● Activity: In the entries that follow, how many lines include the string "sensorID"? The answer is the number only.

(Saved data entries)

# # # # # # #

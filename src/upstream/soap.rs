use super::xml::XmlNode;
use super::{
    HighLowDay, HighLowRecord, PredictionRecord, RawRecord, Result, Station, StationLocation,
    StationMetadata, StationParameter, Upstream, UpstreamError, UpstreamParams, VerifiedRecord,
};
use crate::config::UpstreamConfig;
use async_trait::async_trait;
use quick_xml::escape::escape;
use reqwest::Client;
use std::fmt::Write as _;

const NAMESPACE_ROOT: &str = "https://opendap.co-ops.nos.noaa.gov/axis/webservices";

/// One SOAP operation on one CO-OPS endpoint.
struct Service {
    endpoint: &'static str,
    namespace: &'static str,
    operation: &'static str,
}

const ACTIVE_STATIONS: Service = Service {
    endpoint: "ActiveStations",
    namespace: "activestations",
    operation: "getActiveStations",
};

const WATER_LEVEL_VERIFIED: Service = Service {
    endpoint: "WaterLevelVerifiedSixMin",
    namespace: "waterlevelverifiedsixmin",
    operation: "getWaterLevelVerifiedSixMin",
};

const WATER_LEVEL_RAW: Service = Service {
    endpoint: "WaterLevelRawSixMin",
    namespace: "waterlevelrawsixmin",
    operation: "getWaterLevelRawSixMin",
};

const PREDICTIONS: Service = Service {
    endpoint: "Predictions",
    namespace: "predictions",
    operation: "getPredictions",
};

const HIGH_LOW: Service = Service {
    endpoint: "HighLowTidePred",
    namespace: "highlowtidepred",
    operation: "getHighLowTidePredictions",
};

/// CO-OPS SOAP client. One POST per call, no retries.
#[derive(Debug, Clone)]
pub struct SoapUpstream {
    client: Client,
    base_url: String,
}

impl SoapUpstream {
    pub fn new(config: &UpstreamConfig) -> Result<Self> {
        let mut builder = Client::builder().user_agent(config.user_agent.clone());
        if let Some(timeout) = config.request_timeout() {
            builder = builder.timeout(timeout);
        }

        let client = builder
            .build()
            .map_err(|e| UpstreamError::Transport(e.to_string()))?;

        Ok(Self {
            client,
            base_url: config.base_url.trim_end_matches('/').to_string(),
        })
    }

    async fn call(&self, service: &Service, params: Option<&UpstreamParams>) -> Result<XmlNode> {
        let url = format!("{}/{}", self.base_url, service.endpoint);
        let envelope = envelope(service, params);

        tracing::debug!(url = %url, operation = service.operation, "Calling upstream");

        let response = self
            .client
            .post(&url)
            .header(reqwest::header::CONTENT_TYPE, "text/xml; charset=utf-8")
            .header("SOAPAction", "\"\"")
            .body(envelope)
            .send()
            .await
            .map_err(|e| UpstreamError::Transport(e.to_string()))?;

        let status = response.status();
        let body = response
            .text()
            .await
            .map_err(|e| UpstreamError::Transport(e.to_string()))?;

        // Faults arrive as HTTP 500 with a SOAP body; prefer the fault text.
        let root = XmlNode::parse(&body);
        if let Ok(root) = &root
            && let Some(fault) = root.find("Fault")
        {
            let message = fault
                .child_text("faultstring")
                .unwrap_or("unspecified fault")
                .to_string();
            return Err(UpstreamError::Fault(message));
        }

        if !status.is_success() {
            return Err(UpstreamError::Status {
                status: status.as_u16(),
            });
        }

        root
    }
}

fn envelope(service: &Service, params: Option<&UpstreamParams>) -> String {
    let mut body = String::new();

    if let Some(p) = params {
        let _ = write!(
            body,
            "<tns:stationId>{}</tns:stationId>\
             <tns:beginDate>{}</tns:beginDate>\
             <tns:endDate>{}</tns:endDate>\
             <tns:datum>{}</tns:datum>\
             <tns:unit>{}</tns:unit>\
             <tns:timeZone>{}</tns:timeZone>",
            escape(p.station_id.as_str()),
            escape(p.begin_date.as_str()),
            escape(p.end_date.as_str()),
            escape(p.datum.as_str()),
            p.unit,
            p.time_zone,
        );
        if let Some(interval) = p.data_interval {
            let _ = write!(body, "<tns:dataInterval>{interval}</tns:dataInterval>");
        }
    }

    format!(
        "<?xml version=\"1.0\" encoding=\"UTF-8\"?>\
         <soapenv:Envelope xmlns:soapenv=\"http://schemas.xmlsoap.org/soap/envelope/\" \
         xmlns:tns=\"{NAMESPACE_ROOT}/{ns}/wsdl\">\
         <soapenv:Body><tns:{op}>{body}</tns:{op}></soapenv:Body>\
         </soapenv:Envelope>",
        ns = service.namespace,
        op = service.operation,
    )
}

fn data_items<'a>(root: &'a XmlNode) -> Result<impl Iterator<Item = &'a XmlNode>> {
    let data = root
        .find("data")
        .ok_or_else(|| UpstreamError::Decode("response has no <data> element".to_string()))?;
    Ok(data.children_named("item"))
}

pub(crate) fn decode_stations(root: &XmlNode) -> Result<Vec<Station>> {
    let stations = root
        .find("stations")
        .ok_or_else(|| UpstreamError::Decode("response has no <stations> element".to_string()))?;

    stations
        .children_named("station")
        .map(|station| {
            let metadata = station.child("metadata").ok_or_else(|| {
                UpstreamError::Decode("station is missing <metadata>".to_string())
            })?;
            let location = metadata.child("location").ok_or_else(|| {
                UpstreamError::Decode("station is missing <location>".to_string())
            })?;

            let parameters = station
                .children_named("parameter")
                .map(|p| {
                    Ok(StationParameter {
                        name: p.required_text("name")?,
                        dcp: p.parse_value("DCP")?,
                        sensor_id: p.required_text("sensorID")?,
                        status: p.parse_value("status")?,
                    })
                })
                .collect::<Result<Vec<_>>>()?;

            Ok(Station {
                id: station.required_text("ID")?,
                name: station.required_text("name")?,
                metadata: StationMetadata {
                    date_established: metadata.required_text("date_established")?,
                    location: StationLocation {
                        lat: location.parse_value("lat")?,
                        long: location.parse_value("long")?,
                        state: location.value("state").unwrap_or_default().to_string(),
                    },
                },
                parameters,
            })
        })
        .collect()
}

pub(crate) fn decode_verified(root: &XmlNode) -> Result<Vec<VerifiedRecord>> {
    data_items(root)?
        .map(|item| {
            Ok(VerifiedRecord {
                timestamp: item.required_text("timeStamp")?,
                water_level: item.parse_value("WL")?,
                sigma: item.parse_value("sigma")?,
                inferred: item.parse_value("I")?,
                flat_tolerance: item.parse_value("F")?,
                rate_of_change: item.parse_value("R")?,
                temperature: item.parse_value("T")?,
            })
        })
        .collect()
}

pub(crate) fn decode_raw(root: &XmlNode) -> Result<Vec<RawRecord>> {
    data_items(root)?
        .map(|item| {
            Ok(RawRecord {
                timestamp: item.required_text("timeStamp")?,
                water_level: item.parse_value("WL")?,
                sigma: item.parse_value("sigma")?,
                outside_three_sigma: item.parse_value("O")?,
                flat_tolerance: item.parse_value("F")?,
                rate_of_change: item.parse_value("R")?,
                limit_exceeded: item.parse_value("L")?,
            })
        })
        .collect()
}

pub(crate) fn decode_predictions(root: &XmlNode) -> Result<Vec<PredictionRecord>> {
    data_items(root)?
        .map(|item| {
            Ok(PredictionRecord {
                timestamp: item.required_text("timeStamp")?,
                prediction: item.parse_value("pred")?,
            })
        })
        .collect()
}

pub(crate) fn decode_high_low(root: &XmlNode) -> Result<Vec<HighLowDay>> {
    let values = root
        .find("HighLowValues")
        .and_then(|outer| outer.child("HighLowValues").or(Some(outer)))
        .ok_or_else(|| {
            UpstreamError::Decode("response has no <HighLowValues> element".to_string())
        })?;

    values
        .children_named("item")
        .map(|day| {
            let extrema = day
                .children_named("data")
                .map(|d| {
                    Ok(HighLowRecord {
                        time: d.required_text("time")?,
                        prediction: d.parse_value("pred")?,
                        kind: d.required_text("type")?,
                    })
                })
                .collect::<Result<Vec<_>>>()?;

            Ok(HighLowDay {
                date: day.required_text("date")?,
                extrema,
            })
        })
        .collect()
}

#[async_trait]
impl Upstream for SoapUpstream {
    async fn active_stations(&self) -> Result<Vec<Station>> {
        let root = self.call(&ACTIVE_STATIONS, None).await?;
        decode_stations(&root)
    }

    async fn water_level_verified(&self, params: &UpstreamParams) -> Result<Vec<VerifiedRecord>> {
        let root = self.call(&WATER_LEVEL_VERIFIED, Some(params)).await?;
        decode_verified(&root)
    }

    async fn water_level_raw(&self, params: &UpstreamParams) -> Result<Vec<RawRecord>> {
        let root = self.call(&WATER_LEVEL_RAW, Some(params)).await?;
        decode_raw(&root)
    }

    async fn predictions(&self, params: &UpstreamParams) -> Result<Vec<PredictionRecord>> {
        let root = self.call(&PREDICTIONS, Some(params)).await?;
        decode_predictions(&root)
    }

    async fn high_low_predictions(&self, params: &UpstreamParams) -> Result<Vec<HighLowDay>> {
        let root = self.call(&HIGH_LOW, Some(params)).await?;
        decode_high_low(&root)
    }
}

#[cfg(test)]
mod tests {
    use super::*;

    fn params() -> UpstreamParams {
        UpstreamParams::builder()
            .station_id("94<47130")
            .begin_date("20200101")
            .end_date("20200101")
            .data_interval(6)
            .build()
    }

    #[test]
    fn test_client_builds_with_and_without_timeout() {
        let unbounded = UpstreamConfig {
            base_url: "http://localhost:8089/axis/services/".to_string(),
            ..UpstreamConfig::default()
        };
        assert_eq!(unbounded.request_timeout(), None);
        let upstream = SoapUpstream::new(&unbounded).unwrap();
        assert_eq!(upstream.base_url, "http://localhost:8089/axis/services");

        let bounded = UpstreamConfig {
            timeout_secs: Some(10),
            ..UpstreamConfig::default()
        };
        assert!(SoapUpstream::new(&bounded).is_ok());
    }

    #[test]
    fn test_envelope_escapes_and_includes_interval() {
        let xml = envelope(&PREDICTIONS, Some(&params()));
        assert!(xml.contains("<tns:getPredictions>"));
        assert!(xml.contains("/predictions/wsdl"));
        assert!(xml.contains("<tns:stationId>94&lt;47130</tns:stationId>"));
        assert!(xml.contains("<tns:dataInterval>6</tns:dataInterval>"));
        assert!(xml.contains("<tns:datum>MLLW</tns:datum>"));
    }

    #[test]
    fn test_envelope_without_params() {
        let xml = envelope(&ACTIVE_STATIONS, None);
        assert!(xml.contains("<tns:getActiveStations></tns:getActiveStations>"));
    }

    #[test]
    fn test_decode_verified_items() {
        let xml = r#"<Envelope><Body><resp><data>
            <item><timeStamp>2020-01-01 00:00:00.0</timeStamp><WL>1.5</WL><sigma>0.01</sigma><I>0</I><F>1</F><R>0</R><T>0</T></item>
            <item><timeStamp>2020-01-01 00:06:00.0</timeStamp><WL>1.6</WL><sigma>0.02</sigma><I>1</I><F>0</F><R>0</R><T>0</T></item>
        </data></resp></Body></Envelope>"#;
        let root = XmlNode::parse(xml).unwrap();
        let records = decode_verified(&root).unwrap();

        assert_eq!(records.len(), 2);
        assert_eq!(records[0].flat_tolerance, 1);
        assert_eq!(records[1].inferred, 1);
        assert_eq!(records[1].water_level, 1.6);
    }

    #[test]
    fn test_decode_stations() {
        let xml = r#"<stations><station ID="Seattle" name="9447130">
            <metadata><location><lat>47.6026</lat><long>-122.3393</long><state>WA</state></location>
            <date_established>1899-01-01</date_established></metadata>
            <parameter name="Water Level" sensorID="A1" DCP="1" status="1"/>
        </station></stations>"#;
        let root = XmlNode::parse(xml).unwrap();
        let stations = decode_stations(&root).unwrap();

        assert_eq!(stations.len(), 1);
        assert_eq!(stations[0].id, "Seattle");
        assert_eq!(stations[0].metadata.date_established, "1899-01-01");
        assert_eq!(stations[0].parameters[0].sensor_id, "A1");
    }

    #[test]
    fn test_decode_high_low() {
        let xml = r#"<HighLowValues><HighLowValues>
            <item><date>01/01/2020</date>
              <data><time>04:12</time><pred>3.2</pred><type>H</type></data>
              <data><time>10:30</time><pred>-0.4</pred><type>LL</type></data>
            </item>
        </HighLowValues></HighLowValues>"#;
        let root = XmlNode::parse(xml).unwrap();
        let days = decode_high_low(&root).unwrap();

        assert_eq!(days.len(), 1);
        assert_eq!(days[0].date, "01/01/2020");
        assert_eq!(days[0].extrema[1].kind, "LL");
    }

    #[test]
    fn test_decode_missing_data_is_error() {
        let root = XmlNode::parse("<Envelope><Body/></Envelope>").unwrap();
        assert!(matches!(decode_verified(&root), Err(UpstreamError::Decode(_))));
    }
}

# # # # # # #

● Result of this exercise: 2